For instance, techniques such as mixture-of-experts architectures and efficient attention mechanisms reduce computing costs while maintaining strong model performance.
Similarly, quantization methods allow AI systems to run using lower-precision numerical formats, decreasing memory requirements while preserving accuracy.
As a result, some Chinese models approach the performance of leading American systems despite using significantly less computing power.
Nevertheless, some improvements may involve model distillation, where outputs from advanced systems help train new models with similar capabilities.
Expanding Global Adoption
Beyond efficiency, Chinese firms prioritize widespread adoption of their AI models worldwide. Their strategy frequently relies on open-source systems that developers can freely download and modify.
Consequently, these models often spread rapidly across global developer communities because they combine strong performance with minimal cost.
Moreover, open ecosystems encourage developers to build derivative models and software tools around Chinese AI platforms.
As adoption expands, companies generate revenue through integration services, cloud platforms, and enterprise support rather than model access alone.
Integrating AI Into the Physical World
In addition, China advances rapidly in embedding artificial intelligence into everyday physical products. This includes vehicles, smartphones, robotics, and wearable technologies.
For example, electric vehicles increasingly include AI assistants and autonomous driving functions integrated directly into consumer products.

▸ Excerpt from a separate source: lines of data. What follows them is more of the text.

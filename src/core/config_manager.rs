// src/core/config_manager.rs
//! Configuration: optional config.yaml, environment variables, then CLI overrides

use anyhow::{Context, Result};
use serde::Deserialize;
use std::path::{Path, PathBuf};

use crate::app_log;
use crate::core::kv_store::StoreBackend;
use crate::core::FsOps;

const DEFAULT_CONFIG_FILE: &str = "config.yaml";

#[derive(Debug, Clone)]
pub struct ConfigManager {
    pub environment_name: String,
    pub environment: EnvironmentConfig,
}

#[derive(Debug, Clone, Deserialize, PartialEq)]
pub struct EnvironmentConfig {
    pub data_path: PathBuf,
    #[serde(default)]
    pub catalog_path: Option<PathBuf>,
    #[serde(default)]
    pub store_backend: StoreBackend,
    #[serde(default)]
    pub log_path: Option<PathBuf>,
}

#[derive(Debug, Deserialize)]
struct ConfigFile {
    local: EnvironmentConfig,
    production: EnvironmentConfig,
}

/// Overrides coming from command line flags
#[derive(Debug, Clone, Default)]
pub struct ConfigOverrides {
    pub data_dir: Option<PathBuf>,
    pub backend: Option<StoreBackend>,
    pub catalog: Option<PathBuf>,
}

impl ConfigManager {
    /// Load the configuration for the current environment, then apply env overrides
    pub fn load() -> Result<Self> {
        let environment_name = Self::get_environment();
        let config_path = std::env::var("JOBBOARD_CONFIG")
            .map(PathBuf::from)
            .unwrap_or_else(|_| PathBuf::from(DEFAULT_CONFIG_FILE));
        let base_dir = std::env::current_dir().context("Failed to get current directory")?;

        let mut config = Self::load_from(&environment_name, &config_path, &base_dir)?;
        config.apply_env()?;
        Ok(config)
    }

    fn get_environment() -> String {
        std::env::var("JOBBOARD_ENV")
            .or_else(|_| std::env::var("ENVIRONMENT"))
            .unwrap_or_else(|_| "local".to_string())
    }

    /// Read `config_path` if it exists, otherwise fall back to defaults
    pub fn load_from(environment_name: &str, config_path: &Path, base_dir: &Path) -> Result<Self> {
        app_log!(debug, "Loading configuration for environment: {}", environment_name);

        let environment = if config_path.exists() {
            let content = std::fs::read_to_string(config_path)
                .with_context(|| format!("Failed to read {}", config_path.display()))?;
            let file: ConfigFile = serde_yaml::from_str(&content)
                .with_context(|| format!("Failed to parse {}", config_path.display()))?;
            match environment_name {
                "production" => file.production,
                _ => file.local,
            }
        } else {
            Self::default_environment(environment_name, base_dir)
        };

        Ok(Self {
            environment_name: environment_name.to_string(),
            environment: environment.resolved(base_dir),
        })
    }

    fn default_environment(environment_name: &str, base_dir: &Path) -> EnvironmentConfig {
        let root = if environment_name == "production" {
            PathBuf::from("/app")
        } else {
            base_dir.to_path_buf()
        };

        EnvironmentConfig {
            data_path: root.join("data"),
            catalog_path: None,
            store_backend: StoreBackend::default(),
            log_path: None,
        }
    }

    fn apply_env(&mut self) -> Result<()> {
        if let Ok(dir) = std::env::var("JOBBOARD_DATA_DIR") {
            self.environment.data_path = PathBuf::from(dir);
        }
        if let Ok(backend) = std::env::var("JOBBOARD_BACKEND") {
            self.environment.store_backend = backend
                .parse()
                .context("Invalid JOBBOARD_BACKEND")?;
        }
        if let Ok(catalog) = std::env::var("JOBBOARD_CATALOG") {
            self.environment.catalog_path = Some(PathBuf::from(catalog));
        }
        Ok(())
    }

    /// Apply command line overrides on top of file and env values
    pub fn with_overrides(mut self, overrides: ConfigOverrides) -> Self {
        if let Some(dir) = overrides.data_dir {
            self.environment.data_path = dir;
        }
        if let Some(backend) = overrides.backend {
            self.environment.store_backend = backend;
        }
        if let Some(catalog) = overrides.catalog {
            self.environment.catalog_path = Some(catalog);
        }
        self
    }

    /// JSON file used by the `file` backend
    pub fn store_file_path(&self) -> PathBuf {
        self.environment.data_path.join("store.json")
    }

    /// SQLite database used by the `sqlite` backend
    pub fn database_path(&self) -> PathBuf {
        self.environment.data_path.join("jobboard.db")
    }

    /// Ensure the data directory and the log file directory exist
    pub async fn ensure_directories(&self) -> Result<()> {
        FsOps::ensure_dir_exists(&self.environment.data_path).await?;
        if let Some(log_parent) = self.environment.log_path.as_ref().and_then(|p| p.parent()) {
            FsOps::ensure_dir_exists(log_parent).await?;
        }
        Ok(())
    }
}

impl EnvironmentConfig {
    fn resolved(self, base_dir: &Path) -> Self {
        Self {
            data_path: FsOps::normalize_path(base_dir, &self.data_path),
            catalog_path: self
                .catalog_path
                .map(|p| FsOps::normalize_path(base_dir, &p)),
            store_backend: self.store_backend,
            log_path: self.log_path.map(|p| FsOps::normalize_path(base_dir, &p)),
        }
    }
}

Likewise, new smartphones use agent-like AI systems capable of completing tasks such as ordering services or booking tickets automatically.
Furthermore, robotics, delivery drones, and robotaxi services demonstrate expanding deployment of “embodied AI” throughout Chinese cities.
China benefits from large hardware manufacturing ecosystems that enable rapid scaling of AI-enabled devices.
Drivers of China’s Strategy
Importantly, this approach partly emerges from technological constraints. U.S. export controls restrict Chinese access to the most advanced semiconductor chips.
Therefore, Chinese companies prioritize efficiency improvements to compensate for limited computing resources.
At the same time, government policies strongly encourage AI adoption across industries including manufacturing, research, education, and healthcare.
National initiatives aim to integrate artificial intelligence into economic sectors while accelerating innovation in robotics and advanced manufacturing.
Implications for the United States
Finally, the contrast between strategies raises important questions for American policymakers. Massive investments in computing infrastructure may not guarantee leadership in every dimension of AI.
Consequently, policymakers may need stronger support for open-source models, international standards, and broader innovation beyond data center expansion.
Otherwise, excessive spending on computing infrastructure could distort economic activity and crowd out other areas of technological development.
Ultimately, the global competition in artificial intelligence involves multiple races simultaneously, including efficiency, adoption, and real-world integration.